I hate wrestling but love WWE games for one simple reason: they have great character creators. There’s almost nothing I enjoy more than customizing a character down to the color of their shoelaces and the style of their cufflinks, and wrestling games have a strong track record in that department. Unfortunately, survival-crafting is my favorite genre, and only a handful of survival-crafting games deliver the customization I’m looking for. Minecraft and Valheim? Not so much. Enter character creation in Nightingale: a system stuck somewhere museum-worthy masterpiece and nuclear plant meltdown. It horrifies me, but I can’t look away.
Character Creation in Nightingale
First, the caveat: Nightingale is in early access. Problems are expected, and the situation will only improve. That said, character creation is a blend of such good, bad, and weird design decisions that it’s climbed to the top of my favorites list. You won’t get Black Desert levels of customization, but there’s surprising depth here. Let’s talk about teeth. Nightingale gives you not one but four different sliders for your character’s teeth. You can alter crookedness, add tooth decay, and if you want a metal tooth, you get to pick which one gets the pirate treatment. Character creation in Nightingale has problems, but detail isn’t one of them.

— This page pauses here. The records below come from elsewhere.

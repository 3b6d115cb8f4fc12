//! Tags API endpoints.

use api_types::{
    SortQuery,
    tag::{TagNew, TagUpdate, TagView},
};
use axum::{
    Extension, Json,
    extract::{Path, State},
    http::StatusCode,
};
use engine::{ListOrder, Patch, TagCmd, TagField};

use crate::{
    ApiJson, ApiQuery, ServerError,
    server::{CurrentUser, ServerState},
};

fn map_tag(tag: engine::Tag) -> TagView {
    TagView {
        id: tag.id,
        user_id: tag.user_id,
        name: tag.name,
        color: tag.color,
        created_at: tag.created_at,
    }
}

pub async fn list(
    Extension(CurrentUser(user_id)): Extension<CurrentUser>,
    State(state): State<ServerState>,
    ApiQuery(query): ApiQuery<SortQuery>,
) -> Result<Json<Vec<TagView>>, ServerError> {
    let tags = state
        .engine
        .list_tags(&user_id, &ListOrder::new(query.sort, query.order))
        .await?
        .into_iter()
        .map(map_tag)
        .collect();
    Ok(Json(tags))
}

pub async fn get(
    Extension(CurrentUser(user_id)): Extension<CurrentUser>,
    State(state): State<ServerState>,
    Path(tag_id): Path<String>,
) -> Result<Json<TagView>, ServerError> {
    let tag = state.engine.tag(&user_id, &tag_id).await?;
    Ok(Json(map_tag(tag)))
}

/// Names are unique per user regardless of case.
pub async fn create(
    Extension(CurrentUser(user_id)): Extension<CurrentUser>,
    State(state): State<ServerState>,
    ApiJson(payload): ApiJson<TagNew>,
) -> Result<(StatusCode, Json<TagView>), ServerError> {
    let cmd = TagCmd::new(user_id, payload.name).color(payload.color);
    let tag = state.engine.create_tag(cmd).await?;
    Ok((StatusCode::CREATED, Json(map_tag(tag))))
}

pub async fn update(
    Extension(CurrentUser(user_id)): Extension<CurrentUser>,
    State(state): State<ServerState>,
    Path(tag_id): Path<String>,
    ApiJson(payload): ApiJson<TagUpdate>,
) -> Result<Json<TagView>, ServerError> {
    let patch = Patch::new()
        .maybe(payload.name.map(TagField::Name))
        .maybe(payload.color.map(TagField::Color));
    let tag = state.engine.update_tag(&user_id, &tag_id, patch).await?;
    Ok(Json(map_tag(tag)))
}

pub async fn delete(
    Extension(CurrentUser(user_id)): Extension<CurrentUser>,
    State(state): State<ServerState>,
    Path(tag_id): Path<String>,
) -> Result<StatusCode, ServerError> {
    state.engine.delete_tag(&user_id, &tag_id).await?;
    Ok(StatusCode::NO_CONTENT)
}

There’s an age slider, but it doesn’t matter if your character is 16 or 60: they’re going to look like one of those eerily real but subtly wrong Halloween masks. Think less department store mannequin and more haunted wax museum. The hair, meanwhile, looks tacky, like someone doused it with no-budge hairspray. It’s not just my character, either. Every human I’ve met in Nightingale suffers from the Uncanny Valley. Something has gone terribly wrong in fairyland, and it seems to have started at the barbershop.
Nightingale’s 1.0 Roadmap
If all this sounds like a criticism of Nightingale, it’s not. Don’t get me wrong, there are some serious gaps and issues that Inflexion needs to fix before the game hits 1.0, but what’s here is already phenomenal, despite its eccentricities. The “something isn’t quite right here” vibe actually works in favor of the Faewilds setting, the same way that Kenshi‘s grotesque characters feel right at home in that blighted wasteland. I don’t want Nightingale‘s waxy, dentist-needing ensemble to change. Quite the opposite. Whatever the Nightingale roadmap looks like, I hope it stays this unsettling. I don’t want to go back to Roman Reigns and Rhea Ripley.
Nightingale is available for PC in early access.